O Milagre de Calanda é um dos mais incríveis e exaustivamente documentado na história da Igreja Católica. Reconhecido oficialmente em 1641 pela autoridade eclesiástica, ele se destaca por envolver a restituição de um membro amputado pela intercessão de Nossa Senhora do Pilar. As autoridades eclesiásticas da época e do inquérito de investigação instaurado qualificaram o milagre como "inaudito em todos os tempos".
Sua história está profundamente enraizada no ambiente social, geográfico e religioso da Espanha do século XVII, um período de fervorosa fé e devoção popular. Ocorreu na região da Baixa Aragão. Calanda, o vilarejo natal de Miguel Juan Pellicer, e Saragoça, são as cidades onde se desenvolve a história do milagre. A sociedade da época vivia a fé de forma fervorosa, e a peregrinação para santuários era um gesto de profunda confiança na providência divina. Dentro desse contexto, a devoção a Nossa Senhora do Pilar de Saragoça era de importância incalculável para a vida religiosa de toda a Espanha.
A tradição católica discorre que a Virgem Maria apareceu ao Apóstolo São Tiago, o Maior, no ano 40 d.C., para o confortar em sua pregação, deixando como testemunho a coluna de alabastro sobre a qual repousou os pés. Esta devoção, central para a fé de Miguel, foi o que o impulsionou a empreender uma jornada que para ele era uma peregrinação de esperança.
Miguel Juan Pellicer, nascido em Calanda em 1617 em uma família de lavradores, deixou a casa dos pais aos 19 anos para trabalhar na fazenda de um tio em Castellón. Foi lá, no final de julho de 1637, que sua vida mudou drasticamente. Ao cochilar enquanto guiava um carrinho puxado por mulas, caiu e uma das rodas passou sobre sua perna direita, esmagando a tíbia.
Após tratamentos iniciais em Castellón e uma breve internação de cinco dias no hospital de Valência, Miguel, impulsionado por sua profunda devoção, decidiu partir para Saragoça. Foi uma longa jornada de 300 quilômetros que demorou cerca de 50 dias, suportando dores intensas sob o calor do sol, um suplício de dor.
Ao chegar a Saragoça, Miguel se arrastou até a Basílica de Nossa Senhora do Pilar, onde se confessou e recebeu a Eucaristia, antes de ser internado no Hospital Real de Graça. Os médicos, ao examinarem a perna que estava em estado avançado de gangrena, concluíram que a única maneira de salvar sua vida era a amputação. A operação foi realizada por dois cirurgiões. A perna foi cortada quatro dedos abaixo do joelho, e a ferida foi cauterizada com ferro incandescente. O membro amputado foi recolhido por um jovem médico e enterrado no cemitério anexo ao hospital.
Após a cirurgia, Miguel passou a viver de esmolas às portas do Templo de Nossa Senhora do Pilar. Sua rotina era um testemunho de sua fé:
Ele participava da Missa diariamente e, comum gesto de profunda devoção, ungia o coto de sua perna amputada com os óleos das lamparinas (depois de já terem esfriados) que ardiam diante do Tabernáculo do Santíssimo Sacramento. A lamparina que queima com o óleo perpetuamente diante da Eucaristia simboliza a adoração constante a Jesus presente e vivo dentro do Sacrário. Ao usar este óleo Miguel se valia de um sacramental que o conectava diretamente à presença de Cristo e à intercessão de Nossa Senhora do Pilar.

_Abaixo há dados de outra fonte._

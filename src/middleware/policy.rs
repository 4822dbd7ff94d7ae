//! Role capability table, checked by handlers before calling a service.

use crate::error::{Error, Result};
use crate::middleware::auth::Claims;
use crate::models::user::UserRole;

#[derive(Debug, Clone, Copy, PartialEq, Eq)]
pub enum Operation {
    CreateTest,
    UpdateTest,
    DeleteTest,
    ListTests,
    ViewTest,
    CreateCandidate,
    UpdateCandidate,
    ListCandidates,
    ViewCandidate,
    DeleteCandidate,
    CreateSession,
    ListSessions,
    ViewSession,
    StartSession,
    AnswerSession,
    SubmitSession,
    GenerateResult,
    ListResults,
    ViewResult,
    ViewCandidateResults,
    VerifyResult,
    ViewAnalytics,
    ViewReports,
}

pub fn authorize(role: UserRole, op: Operation) -> bool {
    use Operation::*;
    use UserRole::*;

    match op {
        ListTests | ViewTest | ViewCandidate | ViewSession | StartSession | AnswerSession
        | SubmitSession | ViewResult | ViewCandidateResults => true,
        DeleteTest | DeleteCandidate | VerifyResult => role == Admin,
        CreateTest | UpdateTest | CreateCandidate | UpdateCandidate | CreateSession
        | GenerateResult => matches!(role, Admin | Evaluator),
        ListCandidates | ListSessions | ListResults | ViewAnalytics | ViewReports => {
            matches!(role, Admin | Evaluator | Supervisor)
        }
    }
}

pub fn ensure(claims: &Claims, op: Operation) -> Result<()> {
    if authorize(claims.role, op) {
        return Ok(());
    }
    tracing::warn!(user_id = %claims.sub, role = claims.role.as_str(), operation = ?op, "operation denied");
    Err(Error::Forbidden("Insufficient permissions".to_string()))
}
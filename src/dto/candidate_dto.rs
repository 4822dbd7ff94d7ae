use crate::models::candidate::{ApplicationStatus, ContactInfo, Gender, PersonalInfo};
use chrono::NaiveDate;
use serde::{Deserialize, Serialize};
use uuid::Uuid;
use validator::Validate;

#[derive(Debug, Clone, Serialize, Deserialize, Validate)]
#[serde(rename_all = "camelCase")]
pub struct PersonalInfoPayload {
    pub date_of_birth: NaiveDate,
    pub gender: Gender,
    #[validate(length(min = 1))]
    pub nationality: Option<String>,
}

impl From<PersonalInfoPayload> for PersonalInfo {
    fn from(p: PersonalInfoPayload) -> Self {
        PersonalInfo {
            date_of_birth: p.date_of_birth,
            gender: p.gender,
            nationality: p.nationality,
        }
    }
}

#[derive(Debug, Clone, Serialize, Deserialize, Validate)]
#[serde(rename_all = "camelCase")]
pub struct ContactInfoPayload {
    #[validate(length(min = 1, message = "Primary phone cannot be empty"))]
    pub primary_phone: String,
    pub secondary_phone: Option<String>,
}

impl From<ContactInfoPayload> for ContactInfo {
    fn from(c: ContactInfoPayload) -> Self {
        ContactInfo {
            primary_phone: c.primary_phone,
            secondary_phone: c.secondary_phone,
        }
    }
}

#[derive(Debug, Clone, Serialize, Deserialize, Validate)]
#[serde(rename_all = "camelCase")]
pub struct CreateCandidatePayload {
    pub user_id: Uuid,
    #[validate(nested)]
    pub personal_info: PersonalInfoPayload,
    #[validate(nested)]
    pub contact_info: ContactInfoPayload,
}

#[derive(Debug, Clone, Default, Serialize, Deserialize, Validate)]
#[serde(rename_all = "camelCase")]
pub struct UpdateCandidatePayload {
    pub application_status: Option<ApplicationStatus>,
    #[validate(nested)]
    pub personal_info: Option<PersonalInfoPayload>,
    #[validate(nested)]
    pub contact_info: Option<ContactInfoPayload>,
}
pub mod auth;
pub mod policy;
pub mod rate_limit;
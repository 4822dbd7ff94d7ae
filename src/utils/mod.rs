pub mod codes;
pub mod crypto;
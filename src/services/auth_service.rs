use crate::database::store::UserStore;
use crate::dto::auth_dto::{AuthResponse, LoginPayload, RegisterPayload, UserSummary};
use crate::error::{Error, Result};
use crate::models::user::{User, UserRole};
use crate::utils::crypto::{hash_password, verify_password};
use chrono::{Duration, Utc};
use jsonwebtoken::{decode, encode, Algorithm, DecodingKey, EncodingKey, Header, Validation};
use serde::{Deserialize, Serialize};
use std::sync::Arc;
use uuid::Uuid;

/// Bearer token payload, inserted into request extensions by the auth middleware.
#[derive(Debug, Clone, Serialize, Deserialize)]
pub struct Claims {
    pub sub: Uuid,
    pub email: String,
    pub role: UserRole,
    pub exp: usize,
}

#[derive(Debug, Clone)]
pub struct AuthSettings {
    pub jwt_secret: String,
    pub expiry_hours: i64,
}

#[derive(Clone)]
pub struct AuthService {
    store: Arc<dyn UserStore>,
    settings: Arc<AuthSettings>,
}

impl AuthService {
    pub fn new(store: Arc<dyn UserStore>, settings: AuthSettings) -> Self {
        Self {
            store,
            settings: Arc::new(settings),
        }
    }

    /// Self-registration always yields a `candidate` account.
    pub async fn register(&self, payload: RegisterPayload) -> Result<AuthResponse> {
        let email = payload.email.trim().to_lowercase();
        let username = payload.username.trim().to_string();
        if self.store.user_exists(&email, &username).await? {
            return Err(Error::Conflict("User already exists".to_string()));
        }

        let now = Utc::now();
        let user = User {
            id: Uuid::new_v4(),
            email,
            username,
            password_hash: hash_password(&payload.password)?,
            first_name: payload.first_name.trim().to_string(),
            last_name: payload.last_name.trim().to_string(),
            role: UserRole::Candidate,
            phone: payload.phone,
            is_active: true,
            last_login_at: None,
            created_at: now,
            updated_at: now,
        };
        let user = self.store.insert_user(&user).await?;
        tracing::info!(user_id = %user.id, "user registered");

        self.respond(&user)
    }

    pub async fn login(&self, payload: LoginPayload) -> Result<AuthResponse> {
        let email = payload.email.trim().to_lowercase();
        let Some(mut user) = self.store.find_user_by_email(&email).await? else {
            return Err(invalid_credentials());
        };
        if !verify_password(&payload.password, &user.password_hash)? {
            tracing::debug!(user_id = %user.id, "password mismatch");
            return Err(invalid_credentials());
        }
        if !user.is_active {
            return Err(Error::Unauthorized("Account deactivated".to_string()));
        }

        let now = Utc::now();
        self.store.touch_last_login(user.id, now).await?;
        user.last_login_at = Some(now);
        tracing::info!(user_id = %user.id, role = user.role.as_str(), "user logged in");

        self.respond(&user)
    }

    pub async fn profile(&self, user_id: Uuid) -> Result<User> {
        self.store
            .find_user(user_id)
            .await?
            .ok_or_else(|| Error::NotFound("User not found".to_string()))
    }

    /// Creates the configured admin once. Returns `false` when one already exists.
    pub async fn bootstrap_admin(&self, email: &str, password: &str) -> Result<bool> {
        let email = email.trim().to_lowercase();
        if self.store.find_user_by_email(&email).await?.is_some() {
            return Ok(false);
        }

        let now = Utc::now();
        let admin = User {
            id: Uuid::new_v4(),
            username: email.split('@').next().unwrap_or("admin").to_string(),
            email,
            password_hash: hash_password(password)?,
            first_name: "System".to_string(),
            last_name: "Administrator".to_string(),
            role: UserRole::Admin,
            phone: None,
            is_active: true,
            last_login_at: None,
            created_at: now,
            updated_at: now,
        };
        let admin = self.store.insert_user(&admin).await?;
        tracing::info!(user_id = %admin.id, email = %admin.email, "admin account bootstrapped");
        Ok(true)
    }

    pub fn issue_token(&self, user: &User) -> Result<String> {
        let exp = Utc::now() + Duration::hours(self.settings.expiry_hours);
        let claims = Claims {
            sub: user.id,
            email: user.email.clone(),
            role: user.role,
            exp: exp.timestamp() as usize,
        };
        Ok(encode(
            &Header::new(Algorithm::HS256),
            &claims,
            &EncodingKey::from_secret(self.settings.jwt_secret.as_bytes()),
        )?)
    }

    pub fn decode_token(&self, token: &str) -> Result<Claims> {
        let mut validation = Validation::new(Algorithm::HS256);
        validation.validate_exp = true;
        let data = decode::<Claims>(
            token,
            &DecodingKey::from_secret(self.settings.jwt_secret.as_bytes()),
            &validation,
        )?;
        Ok(data.claims)
    }

    fn respond(&self, user: &User) -> Result<AuthResponse> {
        Ok(AuthResponse {
            access_token: self.issue_token(user)?,
            user: UserSummary::from(user),
        })
    }
}

fn invalid_credentials() -> Error {
    Error::Unauthorized("Invalid credentials".to_string())
}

Depois de mais de dois anos de mendicância e fervorosa devoção em Saragoça, Miguel decidiu retornar à sua família em Calanda. Na noite de quinta-feira, 29 de março de 1640, por volta das 22h, ele se sentiu cansado e foi se deitar em um leito improvisado no quarto de seus pais, pois um soldado estava hospedado em sua casa ocupando seu quarto. Segundo seu relato, ele se recomendou a Nossa Senhora do Pilar, como fazia todas as noites, e sonhou que estava na Basílica, ungindo a ferida de sua perna com o óleo sagrado, já frio, das lamparinas do Sacrário, um hábito que mantivera durante seu tempo em Saragoça.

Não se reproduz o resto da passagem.